Dataset entries:
****
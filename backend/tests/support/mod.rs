//! Shared helper utilities for backend integration tests.
//!
//! Integration tests compile as separate crates under `backend/tests/`, so the
//! app builder and request shorthands live here instead of being copied into
//! every suite.

#![allow(dead_code, reason = "each suite uses a different subset of helpers")]

use actix_http::Request;
use actix_web::cookie::Cookie;
use actix_web::dev::{Service, ServiceResponse};
use actix_web::http::StatusCode;
use actix_web::http::header::AUTHORIZATION;
use actix_web::{App, test, web};
use serde_json::Value;

use campsite::Trace;
use campsite::inbound::http::cookies::REFRESH_COOKIE;
use campsite::inbound::http::health::HealthState;
use campsite::inbound::http::state::HttpState;

/// Initialise the full route table over `state`.
pub async fn init_app(
    state: HttpState,
) -> impl Service<Request, Response = ServiceResponse, Error = actix_web::Error> {
    let health = web::Data::new(HealthState::new());
    health.mark_ready();
    test::init_service(
        App::new()
            .app_data(web::Data::new(state))
            .app_data(health)
            .wrap(Trace)
            .configure(campsite::inbound::http::configure),
    )
    .await
}

/// Status, JSON body (or `Null`) and refresh cookie of a response.
pub struct Reply {
    pub status: StatusCode,
    pub body: Value,
    pub refresh: Option<Cookie<'static>>,
}

pub async fn send<S>(app: &S, req: Request) -> Reply
where
    S: Service<Request, Response = ServiceResponse, Error = actix_web::Error>,
{
    let res = test::call_service(app, req).await;
    let status = res.status();
    let refresh = res
        .response()
        .cookies()
        .find(|cookie| cookie.name() == REFRESH_COOKIE)
        .map(Cookie::into_owned);
    let bytes = test::read_body(res).await;
    let body = serde_json::from_slice(&bytes).unwrap_or(Value::Null);
    Reply {
        status,
        body,
        refresh,
    }
}

/// `Authorization` header for an access token.
pub fn bearer(access_token: &Value) -> (actix_web::http::header::HeaderName, String) {
    (
        AUTHORIZATION,
        format!("Bearer {}", access_token.as_str().unwrap_or_default()),
    )
}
****
» **What needs to be done**: Check each line in the data for the word "cookies", then report only how many lines contain it.

» **Task solution**: 2